À Propos

La Légende du Roumégaïre

Dans le pays bitterois, chaque ville ou village à son animal totémique. À Roujan, village où je vis, il s’agit du hérisson. Mais qu’en dit exactement la légende ?

Une première légende raconte que Sainte Marthe, partie à la poursuite de la Tarasque qui semait la terreur dans la Basse Vallée du Rhône, leva une armée de hérissons pour combattre le monstre et protéger le village. Mais la Tarasque ne vint pas et les hérissons furent autorisés à rentrer dans leurs quartiers.

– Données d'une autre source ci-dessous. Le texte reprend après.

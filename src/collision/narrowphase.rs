use glam::Vec3;

use crate::{
    collision::{
        contact::ContactPointInfo,
        gjk::{gjk_epa_with_limit, GjkResult, GJK_MAX_ITERATIONS},
    },
    core::{
        mesh::Triangle,
        shape::{CollisionShape, ShapeType, SupportMap},
        types::Transform,
    },
};

/// Algorithm chosen for an ordered pair of shape types.
#[derive(Debug, Clone, Copy, PartialEq, Eq)]
pub enum NarrowPhaseAlgorithm {
    /// Closed-form center distance test.
    SphereVsSphere,
    /// GJK distance with EPA penetration.
    ConvexVsConvex,
    /// GJK/EPA against each triangle of the first (concave) shape.
    ConcaveVsConvex,
    /// Same as [`NarrowPhaseAlgorithm::ConcaveVsConvex`] with the concave shape second.
    ConvexVsConcave,
    /// Concave against concave never produces contacts.
    Unsupported,
}

impl NarrowPhaseAlgorithm {
    pub fn select(first: ShapeType, second: ShapeType) -> Self {
        match (first, second) {
            (ShapeType::Sphere, ShapeType::Sphere) => Self::SphereVsSphere,
            (a, b) if a.is_convex() && b.is_convex() => Self::ConvexVsConvex,
            (a, b) if b.is_convex() && !a.is_convex() => Self::ConcaveVsConvex,
            (a, b) if a.is_convex() && !b.is_convex() => Self::ConvexVsConcave,
            _ => Self::Unsupported,
        }
    }
}

/// Narrow phase dispatcher.
pub struct NarrowPhase;

impl NarrowPhase {
    /// Appends the contacts between `shape1` and `shape2` to `out` and returns
    /// whether any were found. Pairs separated by no more than `margin` still
    /// report a contact with negative depth.
    pub fn collide(
        shape1: &CollisionShape,
        transform1: &Transform,
        shape2: &CollisionShape,
        transform2: &Transform,
        margin: f32,
        out: &mut Vec<ContactPointInfo>,
    ) -> bool {
        let before = out.len();
        match NarrowPhaseAlgorithm::select(shape1.shape_type(), shape2.shape_type()) {
            NarrowPhaseAlgorithm::SphereVsSphere => {
                if let (
                    CollisionShape::Sphere { radius: r1 },
                    CollisionShape::Sphere { radius: r2 },
                ) = (shape1, shape2)
                {
                    out.extend(sphere_vs_sphere(*r1, transform1, *r2, transform2, margin));
                }
            }
            NarrowPhaseAlgorithm::ConvexVsConvex => {
                out.extend(convex_vs_convex(
                    shape1, transform1, shape2, transform2, margin,
                ));
            }
            NarrowPhaseAlgorithm::ConcaveVsConvex => {
                concave_vs_convex(shape1, transform1, shape2, transform2, margin, false, out);
            }
            NarrowPhaseAlgorithm::ConvexVsConcave => {
                concave_vs_convex(shape2, transform2, shape1, transform1, margin, true, out);
            }
            NarrowPhaseAlgorithm::Unsupported => {
                log::trace!(
                    "no narrow-phase algorithm for {:?} vs {:?}",
                    shape1.shape_type(),
                    shape2.shape_type()
                );
            }
        }
        out.len() > before
    }
}

/// Closed-form sphere test: depth is the sum of radii minus the center distance.
pub fn sphere_vs_sphere(
    radius1: f32,
    transform1: &Transform,
    radius2: f32,
    transform2: &Transform,
    margin: f32,
) -> Option<ContactPointInfo> {
    let delta = transform2.position - transform1.position;
    let distance_sq = delta.length_squared();
    let reach = radius1 + radius2 + margin;
    if distance_sq > reach * reach {
        return None;
    }
    let distance = distance_sq.sqrt();
    let normal = if distance > f32::EPSILON {
        delta / distance
    } else {
        Vec3::X
    };
    let point1 = transform1.position + normal * radius1;
    let point2 = transform2.position - normal * radius2;
    Some(ContactPointInfo {
        normal,
        depth: radius1 + radius2 - distance,
        local_point1: transform1.inverse_transform_point(point1),
        local_point2: transform2.inverse_transform_point(point2),
    })
}

/// General convex test. Degenerate EPA polytopes and GJK iteration caps both
/// report no contact.
pub fn convex_vs_convex<A, B>(
    a: &A,
    transform_a: &Transform,
    b: &B,
    transform_b: &Transform,
    margin: f32,
) -> Option<ContactPointInfo>
where
    A: SupportMap + ?Sized,
    B: SupportMap + ?Sized,
{
    convex_vs_convex_with_limit(a, transform_a, b, transform_b, margin, GJK_MAX_ITERATIONS)
}

pub fn convex_vs_convex_with_limit<A, B>(
    a: &A,
    transform_a: &Transform,
    b: &B,
    transform_b: &Transform,
    margin: f32,
    max_iterations: usize,
) -> Option<ContactPointInfo>
where
    A: SupportMap + ?Sized,
    B: SupportMap + ?Sized,
{
    let gjk = gjk_epa_with_limit(a, transform_a, b, transform_b, max_iterations);
    let (normal, depth, point_a, point_b) = match gjk {
        Ok(Some(pen)) => (pen.normal, pen.depth, pen.point_a, pen.point_b),
        Ok(None) => {
            log::trace!("EPA polytope degenerate; reporting no contact");
            return None;
        }
        Err(GjkResult::Separated {
            distance,
            point_a,
            point_b,
        }) if distance <= margin => {
            let normal = (point_b - point_a).try_normalize()?;
            (normal, -distance, point_a, point_b)
        }
        Err(GjkResult::NoConvergence) => {
            log::trace!("GJK hit its iteration cap; reporting no contact");
            return None;
        }
        Err(_) => return None,
    };
    Some(ContactPointInfo {
        normal,
        depth,
        local_point1: transform_a.inverse_transform_point(point_a),
        local_point2: transform_b.inverse_transform_point(point_b),
    })
}

/// Tests `convex` against every triangle of `concave` near it. With `flip`
/// set, the convex shape is body 1 and normals point toward the concave shape.
fn concave_vs_convex(
    concave: &CollisionShape,
    concave_transform: &Transform,
    convex: &CollisionShape,
    convex_transform: &Transform,
    margin: f32,
    flip: bool,
    out: &mut Vec<ContactPointInfo>,
) {
    let relative = concave_transform.inverse().combine(convex_transform);
    let region = convex.compute_aabb(&relative).expanded(margin);

    let mut visit = |triangle: Triangle| {
        let contact = if flip {
            convex_vs_convex(convex, convex_transform, &triangle, concave_transform, margin)
        } else {
            convex_vs_convex(&triangle, concave_transform, convex, convex_transform, margin)
        };
        out.extend(contact);
    };

    match concave {
        CollisionShape::ConcaveMesh { mesh } => mesh.for_each_triangle_in(&region, &mut visit),
        CollisionShape::HeightField { field } => field.for_each_triangle_in(&region, &mut visit),
        _ => {}
    }
}

#[cfg(test)]
mod tests {
    use super::*;
    use approx::assert_abs_diff_eq;

    fn at(x: f32, y: f32, z: f32) -> Transform {
        Transform::from_position(Vec3::new(x, y, z))
    }

    #[test]
    fn dispatch_table() {
        use NarrowPhaseAlgorithm as A;
        assert_eq!(A::select(ShapeType::Sphere, ShapeType::Sphere), A::SphereVsSphere);
        assert_eq!(A::select(ShapeType::Sphere, ShapeType::Box), A::ConvexVsConvex);
        assert_eq!(A::select(ShapeType::HeightField, ShapeType::Capsule), A::ConcaveVsConvex);
        assert_eq!(A::select(ShapeType::Box, ShapeType::ConcaveMesh), A::ConvexVsConcave);
        assert_eq!(A::select(ShapeType::ConcaveMesh, ShapeType::HeightField), A::Unsupported);
    }

    #[test]
    fn sphere_pair_matches_closed_form() {
        for (x, r1, r2) in [(1.5, 1.0, 1.0), (0.3, 0.5, 0.2), (2.9, 2.0, 1.0)] {
            let contact = sphere_vs_sphere(r1, &at(0.0, 0.0, 0.0), r2, &at(x, 0.0, 0.0), 0.0)
                .expect("overlapping spheres");
            assert_abs_diff_eq!(contact.depth, r1 + r2 - x, epsilon = 1e-6);
            assert_eq!(contact.normal, Vec3::X);
        }
        assert!(sphere_vs_sphere(1.0, &at(0.0, 0.0, 0.0), 1.0, &at(3.0, 0.0, 0.0), 0.0).is_none());
    }

    #[test]
    fn margin_reports_speculative_contact() {
        let cube = CollisionShape::cuboid(Vec3::splat(0.5));
        let mut out = Vec::new();
        assert!(!NarrowPhase::collide(&cube, &at(0.0, 0.0, 0.0), &cube, &at(1.01, 0.0, 0.0), 0.0, &mut out));
        assert!(NarrowPhase::collide(&cube, &at(0.0, 0.0, 0.0), &cube, &at(1.01, 0.0, 0.0), 0.02, &mut out));
        assert_abs_diff_eq!(out[0].depth, -0.01, epsilon = 1e-4);
        assert_abs_diff_eq!(out[0].normal.x, 1.0, epsilon = 1e-4);
    }

    #[test]
    fn unconverged_gjk_reports_no_contact() {
        let cube = CollisionShape::cuboid(Vec3::splat(0.5));
        let (ta, tb) = (at(0.0, 0.0, 0.0), at(3.0, 0.2, 0.0));
        let contact = convex_vs_convex(&cube, &ta, &cube, &tb, 2.5).expect("within margin");
        assert_abs_diff_eq!(contact.depth, -2.0, epsilon = 1e-4);
        assert!(convex_vs_convex_with_limit(&cube, &ta, &cube, &tb, 2.5, 1).is_none());
    }

    #[test]
    fn degenerate_polytope_reports_no_contact() {
        let triangle = Triangle::new(
            Vec3::new(-1.0, 0.0, -1.0),
            Vec3::new(1.0, 0.0, -1.0),
            Vec3::new(0.0, 0.0, 1.0),
        );
        assert!(convex_vs_convex(&triangle, &at(0.0, 0.0, 0.0), &triangle, &at(0.2, 0.0, 0.1), 0.0).is_none());
    }

    #[test]
    fn sphere_on_heightfield_touches_flat_ground() {
        let ground = CollisionShape::height_field(4, 4, vec![0.0; 16], Vec3::ONE);
        let ball = CollisionShape::sphere(0.5);
        let mut out = Vec::new();
        assert!(NarrowPhase::collide(&ground, &at(0.0, 0.0, 0.0), &ball, &at(-0.1, 0.45, 0.1), 0.0, &mut out));
        for contact in &out {
            assert!(contact.normal.y > 0.95);
            assert_abs_diff_eq!(contact.depth, 0.05, epsilon = 2e-3);
        }

        let mut flipped = Vec::new();
        NarrowPhase::collide(&ball, &at(-0.1, 0.45, 0.1), &ground, &at(0.0, 0.0, 0.0), 0.0, &mut flipped);
        assert!(flipped.iter().all(|c| c.normal.y < -0.95));
    }

    #[test]
    fn concave_pair_has_no_contacts() {
        let mesh = CollisionShape::mesh(
            vec![Vec3::ZERO, Vec3::X, Vec3::Z],
            vec![[0, 1, 2]],
        );
        let mut out = Vec::new();
        assert!(!NarrowPhase::collide(&mesh, &Transform::IDENTITY, &mesh, &Transform::IDENTITY, 0.0, &mut out));
    }
}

Seul l’un d’entre-eux décida de rester au village où il fut nourri et choyé par les habitants qui en firent leur animal fétiche.

Si l’épopée de Sainte Marthe contre la Tarasque se situe dans les années 48 à 68 du début de notre ère, il semble que l’origine de la légende de Roujan soit plus tardive, liée à un survenu autour de l’an Mil dont voici le récit :

Le Consul de Roujan avait offert le gîte et le couvert à un étranger rencontré sur les bords du ruisseau de l’Oum. Or, il s’avéra que cet homme était un espion à la solde de pillards qui écumaient la région. Profitant de son intrusion dans l’enceinte du village, il avait posé toute la journée de nombreuses questions, sur la défense des lieux, sur les rondes des soldats ou encore sur l’armement des villageois.

La nuit venue, furtivement, l’étranger se leva dans le but de quitter le village et de donner le signal à ses comparses qui attendaient l’heure de l’attaque. Malencontreusement, il posa le pied sur un hérisson qui s’était échappé de sa cage. À cette époque, il était de coutume de capturer les hérissons dont la chair constituait un mets de choix !

Le hérisson de Roujan (Roumégaïre)

L’espion se mit donc à crier et à râler (« rouméguer » en occitan, d’où le nom de « roumégaïre »). Ces cris avertirent le consul qui, après avoir constaté que l’homme s’était enfui, alerta ses gardes et mit le village sur le pied de guerre. Ainsi, au petit jour, quand les brigands se présentèrent devant les fortifications, tous les Roujanais étaient présents, l’arme au poing. Les pillards abandonnèrent alors leur projet funeste et s’enfuirent dans la campagne, à la grande joie des villageois.

Ainsi, plus tard, quand le consul contait cette histoire, il disait : «O roumégat et mé sio i lébat !» ce qui signifiait «Il a rouspété et je me suis levé !» Les uns y voyaient une référence à l’étranger, les autres au hérisson. C’est cette dernière version qui perdura au fil des siècles et c’est ainsi que le hérisson, surnommé ici le roumégaïre, devint l’animal totémique du village.

Permis de râler

Habitant de Roujan, je me dois de faire honneur à notre animal totémique, ce qui pourrait se traduire par un permis de râler sans limite de temps ou de lieu !

Ce blog, anciennement connu sous le nom de Découverte Vins, évolue donc en conséquence. Je m’autoriserai même à rouspéter sur d’autres sujets que le vin si le cœur m’en dit… Avec un peu de chance, vous pourrez même y suivre mes aventures d’apprenti vigneron et brasseur.